» Assignment
Tally every line in the entries below that holds "nelse", then give only the total.

*** Opening of Provided data ***

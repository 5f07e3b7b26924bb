// SPDX-FileCopyrightText: 2026 Bruno Meilick
// SPDX-License-Identifier: LicenseRef-Nereid-FreeUse-NoCopy-NoDerivatives
//
// All rights reserved.
//
// This file is part of Sequin and is proprietary software.
// Unauthorized copying, modification, or distribution is prohibited.

//! Typed statements: one per significant line, independent of surrounding context.

use crate::format::mermaid::arrow::find_arrows;
use crate::format::mermaid::ident::{participant_id, MermaidIdentError};
use crate::model::{
    ActivationMarker, ArrowType, Autonumber, NotePlacement, NoteTargets, ParticipantId,
    ParticipantKind, SequenceBlockKind, SequenceSectionKind,
};

use super::classify::{Classified, LineKind};
use super::color::split_box_header;
use super::text::unquote;

#[derive(Debug, Clone, PartialEq, Eq)]
pub(crate) enum Statement {
    Declaration(Declaration),
    Message(MessageStatement),
    Note(NoteStatement),
    BlockStart(BlockStart),
    BoxStart(BoxStart),
    Branch(Branch),
    End,
    Directive(Directive),
}

#[derive(Debug, Clone, PartialEq, Eq)]
pub(crate) struct Declaration {
    pub id: ParticipantId,
    pub kind: ParticipantKind,
    pub label: Option<String>,
    pub create: bool,
}

#[derive(Debug, Clone, PartialEq, Eq)]
pub(crate) struct MessageStatement {
    pub from: ParticipantId,
    pub to: ParticipantId,
    pub arrow: ArrowType,
    pub text: Option<String>,
    pub source_activation: Option<ActivationMarker>,
    pub target_activation: Option<ActivationMarker>,
}

#[derive(Debug, Clone, PartialEq, Eq)]
pub(crate) struct NoteStatement {
    pub placement: NotePlacement,
    pub targets: NoteTargets,
    pub text: String,
}

#[derive(Debug, Clone, PartialEq, Eq)]
pub(crate) struct BlockStart {
    pub kind: SequenceBlockKind,
    pub label: Option<String>,
    pub color: Option<String>,
}

#[derive(Debug, Clone, PartialEq, Eq)]
pub(crate) struct BoxStart {
    pub color: Option<String>,
    pub label: Option<String>,
}

#[derive(Debug, Clone, PartialEq, Eq)]
pub(crate) struct Branch {
    pub kind: SequenceSectionKind,
    pub label: Option<String>,
}

#[derive(Debug, Clone, PartialEq, Eq)]
pub(crate) enum Directive {
    /// `None` is `autonumber off`.
    Autonumber(Option<Autonumber>),
    Title(String),
    Activation {
        participant: ParticipantId,
        marker: ActivationMarker,
    },
    Destroy(ParticipantId),
}

/// Why a line could not be turned into a statement.
#[derive(Debug, Clone, PartialEq, Eq, thiserror::Error)]
pub enum StatementError {
    #[error("not a sequence diagram statement")]
    Unknown,
    #[error("duplicate `sequenceDiagram` header")]
    DuplicateHeader,
    #[error("invalid participant id `{id}`: {reason}")]
    InvalidIdent {
        id: String,
        reason: MermaidIdentError,
    },
    #[error("expected `<id> [as <label>]`")]
    InvalidDeclaration,
    #[error("no arrow splits the line into two valid participant ids")]
    InvalidMessage,
    #[error("conflicting activation markers on the source")]
    ConflictingActivation,
    #[error("note is missing `:` before its text")]
    MissingNoteText,
    #[error("`{placement}` takes exactly one participant")]
    NoteTargetCount { placement: &'static str },
    #[error("invalid autonumber arguments `{args}`")]
    InvalidAutonumber { args: String },
}

fn ident(raw: &str) -> Result<ParticipantId, StatementError> {
    participant_id(raw).map_err(|reason| StatementError::InvalidIdent {
        id: raw.to_owned(),
        reason,
    })
}

fn optional_label(text: &str) -> Option<String> {
    let text = text.trim();
    (!text.is_empty()).then(|| text.to_owned())
}

/// Turns a classified line into a statement.
pub(crate) fn parse_statement(classified: &Classified<'_>) -> Result<Statement, StatementError> {
    let rest = classified.rest;
    match classified.kind {
        LineKind::Header => Err(StatementError::DuplicateHeader),
        LineKind::Unrecognized => Err(StatementError::Unknown),
        LineKind::Autonumber => parse_autonumber(rest)
            .map(Directive::Autonumber)
            .map(Statement::Directive),
        LineKind::Title => Ok(Statement::Directive(Directive::Title(rest.to_owned()))),
        LineKind::Declaration { kind, create } => parse_declaration(rest, kind, create),
        LineKind::Destroy => Ok(Statement::Directive(Directive::Destroy(ident(rest)?))),
        LineKind::Activation(marker) => Ok(Statement::Directive(Directive::Activation {
            participant: ident(rest)?,
            marker,
        })),
        LineKind::Note(placement) => parse_note(rest, placement),
        LineKind::BlockStart(SequenceBlockKind::Rect) => Ok(Statement::BlockStart(BlockStart {
            kind: SequenceBlockKind::Rect,
            label: None,
            color: optional_label(rest),
        })),
        LineKind::BlockStart(kind) => Ok(Statement::BlockStart(BlockStart {
            kind,
            label: optional_label(rest),
            color: None,
        })),
        LineKind::BoxStart => {
            let (color, label) = split_box_header(rest);
            Ok(Statement::BoxStart(BoxStart { color, label }))
        }
        LineKind::Branch(kind) => Ok(Statement::Branch(Branch {
            kind,
            label: optional_label(rest),
        })),
        LineKind::End => Ok(Statement::End),
        LineKind::Message => parse_message(classified.line).map(Statement::Message),
    }
}

fn parse_autonumber(args: &str) -> Result<Option<Autonumber>, StatementError> {
    if args.eq_ignore_ascii_case("off") {
        return Ok(None);
    }
    let invalid = || StatementError::InvalidAutonumber {
        args: args.to_owned(),
    };
    let mut numbers = args
        .split_whitespace()
        .map(|raw| raw.parse::<u32>().map_err(|_| invalid()));
    let start = numbers.next().transpose()?;
    let step = numbers.next().transpose()?;
    if numbers.next().is_some() {
        return Err(invalid());
    }
    Ok(Some(Autonumber { start, step }))
}

fn parse_declaration(
    rest: &str,
    kind: ParticipantKind,
    create: bool,
) -> Result<Statement, StatementError> {
    let (raw_id, after_id) = match rest.find(char::is_whitespace) {
        Some(idx) => (&rest[..idx], rest[idx..].trim_start()),
        None => (rest, ""),
    };
    if raw_id.is_empty() {
        return Err(StatementError::InvalidDeclaration);
    }

    let label = if after_id.is_empty() {
        None
    } else {
        let (keyword, label) = match after_id.find(char::is_whitespace) {
            Some(idx) => (&after_id[..idx], &after_id[idx..]),
            None => (after_id, ""),
        };
        if !keyword.eq_ignore_ascii_case("as") {
            return Err(StatementError::InvalidDeclaration);
        }
        optional_label(label)
    };

    Ok(Statement::Declaration(Declaration {
        id: ident(raw_id)?,
        kind,
        label,
        create,
    }))
}

fn parse_note(rest: &str, placement: NotePlacement) -> Result<Statement, StatementError> {
    let Some((raw_targets, text)) = rest.split_once(':') else {
        return Err(StatementError::MissingNoteText);
    };

    let targets = raw_targets
        .split(',')
        .map(|raw| ident(raw.trim()))
        .collect::<Result<NoteTargets, _>>()?;
    if placement != NotePlacement::Over && targets.len() != 1 {
        return Err(StatementError::NoteTargetCount {
            placement: placement.keyword(),
        });
    }

    Ok(Statement::Note(NoteStatement {
        placement,
        targets,
        text: unquote(text.trim()).to_owned(),
    }))
}

fn split_marker(raw: &str) -> (Option<ActivationMarker>, &str) {
    let mut chars = raw.chars();
    match chars.next().and_then(ActivationMarker::from_symbol) {
        Some(marker) => (Some(marker), chars.as_str().trim_start()),
        None => (None, raw),
    }
}

/// Parses `[+|-]<from><ARROW>[+|-]<to>[: <text>]`.
///
/// Arrow candidates are tried left to right; the first whose surroundings are two valid ids
/// wins, so an id such as `web-app` does not shadow the real arrow further right.
fn parse_message(line: &str) -> Result<MessageStatement, StatementError> {
    let mut first_error = None;
    for candidate in find_arrows(line) {
        match message_at(line, candidate.start, candidate.end, candidate.arrow) {
            Ok(message) => return Ok(message),
            Err(err) => {
                first_error.get_or_insert(err);
            }
        }
    }
    Err(first_error.unwrap_or(StatementError::InvalidMessage))
}

fn message_at(
    line: &str,
    start: usize,
    end: usize,
    arrow: ArrowType,
) -> Result<MessageStatement, StatementError> {
    let (prefix_marker, raw_from) = split_marker(line[..start].trim());

    let after_arrow = &line[end..];
    let (raw_target, text) = match after_arrow.split_once(':') {
        Some((target, text)) => (target, Some(unquote(text.trim()).to_owned())),
        None => (after_arrow, None),
    };
    let (target_marker, raw_to) = split_marker(raw_target.trim());

    let invalid = |_: MermaidIdentError| StatementError::InvalidMessage;
    let from = participant_id(raw_from).map_err(invalid)?;
    let to = participant_id(raw_to).map_err(invalid)?;

    let mut source_activation = prefix_marker;
    let mut target_activation = None;
    match target_marker {
        Some(ActivationMarker::Activate) => target_activation = Some(ActivationMarker::Activate),
        Some(ActivationMarker::Deactivate) => {
            if source_activation.is_some() {
                return Err(StatementError::ConflictingActivation);
            }
            source_activation = Some(ActivationMarker::Deactivate);
        }
        None => {}
    }

    Ok(MessageStatement {
        from,
        to,
        arrow,
        text,
        source_activation,
        target_activation,
    })
}
#[test]
fn removing_a_block_start_unwraps_the_block() {
    let ast = parse("sequenceDiagram\nalt ok\nA->>B: yes\nelse fail\nA->>B: no\nend\nA->>B: after");
    let next = apply(&ast, &[SeqOp::RemoveStatement { order: 0 }]);

    assert!(next.blocks().is_empty());
    assert_eq!(texts(&next), vec!["yes", "no", "after"]);
    assert_eq!(next.timeline_len(), 3);
}

#[test]
fn removing_a_section_start_merges_it_into_the_previous_section() {
    let ast = parse("sequenceDiagram\nalt ok\nA->>B: yes\nelse fail\nA->>B: no\nend");
    let next = apply(&ast, &[SeqOp::RemoveStatement { order: 2 }]);

    let blocks = next.blocks();
    assert_eq!(blocks[0].sections().len(), 1);
    assert_eq!(blocks[0].sections()[0].items().len(), 2);
}

#[test]
fn removing_a_message_or_end() {
    let ast = ping_loop();
    assert_eq!(
        apply_ops(&ast, &[SeqOp::RemoveStatement { order: 3 }]),
        Err(ApplyError::NotRemovable { order: 3 })
    );

    let next = apply(&ast, &[SeqOp::RemoveStatement { order: 2 }]);
    assert_eq!(texts(&next), vec!["hello", "bye"]);
    let block = next.find_block(1).expect("loop");
    assert_eq!(block.end_order(), 2);
    assert!(block.sections()[0].items().is_empty());
}

#[test]
fn sections_are_added_to_blocks_that_allow_them() {
    let ast = parse("sequenceDiagram\nalt ok\nA->>B: yes\nend\nloop again\nA->>B: ping\nend");
    let label = Some("fail".to_owned());
    let next = apply(&ast, &[SeqOp::AddSection { block: 0, label }]);
    let alt = next.find_block(0).expect("alt");
    assert_eq!(alt.sections().len(), 2);
    assert_eq!(alt.sections()[1].label(), Some("fail"));
    assert_eq!(alt.end_order(), 3);

    let label = None;
    assert_eq!(
        apply_ops(&ast, &[SeqOp::AddSection { block: 3, label }]),
        Err(ApplyError::NoSections { kind: "loop" })
    );
    let label = None;
    assert_eq!(
        apply_ops(&ast, &[SeqOp::AddSection { block: 1, label }]),
        Err(unexpected(1, "block start"))
    );
}

#[test]
fn block_labels_are_set_and_cleared() {
    let ast = ping_loop();
    let label = Some("  ".to_owned());
    let next = apply(&ast, &[SeqOp::SetBlockLabel { block: 1, label }]);
    assert_eq!(next.find_block(1).and_then(|block| block.label()), None);

    let rect = parse("sequenceDiagram\nrect red\nA->>B: x\nend");
    let label = Some("x".to_owned());
    assert!(matches!(
        apply_ops(&rect, &[SeqOp::SetBlockLabel { block: 0, label }]),
        Err(ApplyError::InvalidBlock { .. })
    ));
}

#[test]
fn participants_are_created_and_destroyed_mid_diagram() {
    let ast = parse("sequenceDiagram\nA->>B: hi\nA->>B: bye");
    let ops = [
        SeqOp::CreateParticipant {
            id: pid("C"),
            kind: ParticipantKind::Participant,
            label: None,
            before: Some(1),
        },
        insert_message(None, message("A", "C", "ping")),
        destroy("C", 2),
    ];
    let next = apply(&ast, &ops);

    let c = next.participant("C").expect("C");
    assert_eq!(c.created_at(), Some(1));
    assert_eq!(c.destroyed_at(), Some(2));
    let expected = "\
sequenceDiagram
    A->>B: hi
    create participant C
    A->>B: bye
    A->>C: ping
    destroy C
";
    assert_eq!(export_sequence_diagram(&next), expected);
    assert_stable(&next);
}

#[test]
fn destroying_moves_an_earlier_destroy() {
    let ast = parse("sequenceDiagram\nA->>B: one\ndestroy B\nA->>B: two");
    assert_eq!(ast.participant("B").and_then(|b| b.destroyed_at()), Some(0));

    let next = apply(&ast, &[destroy("B", 1)]);
    assert_eq!(next.participant("B").and_then(|b| b.destroyed_at()), Some(1));

    assert_eq!(
        apply_ops(&ast, &[destroy("C", 1)]),
        Err(ApplyError::NotFound { id: pid("C") })
    );
    let with_c = parse("sequenceDiagram\nA->>B: one\nA->>C: two");
    assert_eq!(
        apply_ops(&with_c, &[destroy("C", 0)]),
        Err(ApplyError::NotInvolved {
            order: 0,
            id: pid("C"),
        })
    );
}

#[test]
fn boxes_group_adjacent_participants() {
    let ast = parse("sequenceDiagram\nparticipant A\nparticipant B\nparticipant C\nA->>C: x");
    let add = SeqOp::AddBox {
        label: Some("Front".to_owned()),
        color: Some("Aqua".to_owned()),
        members: vec![pid("B"), pid("A")],
    };
    let next = apply(&ast, &[add]);

    assert_eq!(next.boxes().len(), 1);
    assert_eq!(next.boxes()[0].participants(), &[pid("A"), pid("B")]);
    assert_eq!(next.boxes()[0].color(), Some("Aqua"));
    assert_eq!(next.boxes()[0].label(), Some("Front"));
    assert_stable(&next);

    let removed = apply(&next, &[SeqOp::RemoveBox { index: 0 }]);
    assert!(removed.boxes().is_empty());
    assert_eq!(
        apply_ops(&removed, &[SeqOp::RemoveBox { index: 0 }]),
        Err(ApplyError::BoxNotFound { index: 0 })
    );
}

#[rstest]
#[case(vec!["A", "C"], None, "members must be adjacent in participant order")]
#[case(vec!["A"], Some("not a color"), "color is not a CSS color")]
fn malformed_boxes_are_rejected(
    #[case] members: Vec<&str>,
    #[case] color: Option<&str>,
    #[case] reason: &'static str,
) {
    let ast = parse("sequenceDiagram\nparticipant A\nbox Back\nparticipant B\nend\nparticipant C");
    let op = SeqOp::AddBox {
        label: None,
        color: color.map(str::to_owned),
        members: members.into_iter().map(pid).collect(),
    };
    assert_eq!(
        apply_ops(&ast, &[op]),
        Err(ApplyError::InvalidBox { reason })
    );
}

#[rstest]
#[case("B", ApplyError::AlreadyBoxed { id: pid("B") })]
#[case("Z", ApplyError::NotFound { id: pid("Z") })]
fn box_members_must_be_free_participants(#[case] member: &str, #[case] expected: ApplyError) {
    let ast = parse("sequenceDiagram\nparticipant A\nbox Back\nparticipant B\nend\nparticipant C");
    let op = SeqOp::AddBox {
        label: None,
        color: None,
        members: vec![pid(member)],
    };
    assert_eq!(apply_ops(&ast, &[op]), Err(expected));
}

#[test]
fn autonumber_and_title_are_normalized() {
    let ast = ping_loop();
    let ops = [
        SeqOp::SetAutonumber {
            autonumber: Some(Autonumber {
                start: None,
                step: Some(5),
            }),
        },
        SeqOp::SetTitle {
            title: Some("  Ping  ".to_owned()),
        },
    ];
    let next = apply(&ast, &ops);
    let expected = Autonumber {
        start: Some(1),
        step: Some(5),
    };
    assert_eq!(next.autonumber(), Some(expected));
    assert_eq!(next.title(), Some("Ping"));
    assert_stable(&next);

    let ops = [
        SeqOp::SetAutonumber { autonumber: None },
        SeqOp::SetTitle { title: None },
    ];
    let cleared = apply(&next, &ops);
    assert!(!cleared.is_autonumbered());
    assert_eq!(cleared.title(), None);
}

#[test]
fn ops_deserialize_from_json() {
    let json = r#"[
        {"op": "add_participant", "id": "Alice", "kind": "actor"},
        {
            "op": "insert_message",
            "message": {"from": "Alice", "to": "Bob", "arrow": "solid_open", "text": "async"}
        },
        {"op": "wrap_in_block", "first": 0, "last": 0, "block": {"kind": "opt", "label": "maybe"}}
    ]"#;
    let ops: Vec<SeqOp> = serde_json::from_str(json).expect("ops");
    let next = apply(&SequenceAst::default(), &ops);

    let expected = "\
sequenceDiagram
    actor Alice
    opt maybe
        Alice-)Bob: async
    end
";
    assert_eq!(export_sequence_diagram(&next), expected);
}

#[test]
fn invalid_ids_in_json_are_rejected() {
    let json = r#"{"op": "remove_participant", "id": "two words"}"#;
    assert!(serde_json::from_str::<SeqOp>(json).is_err());
}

*** Close of Provided data ***

» Task answer
2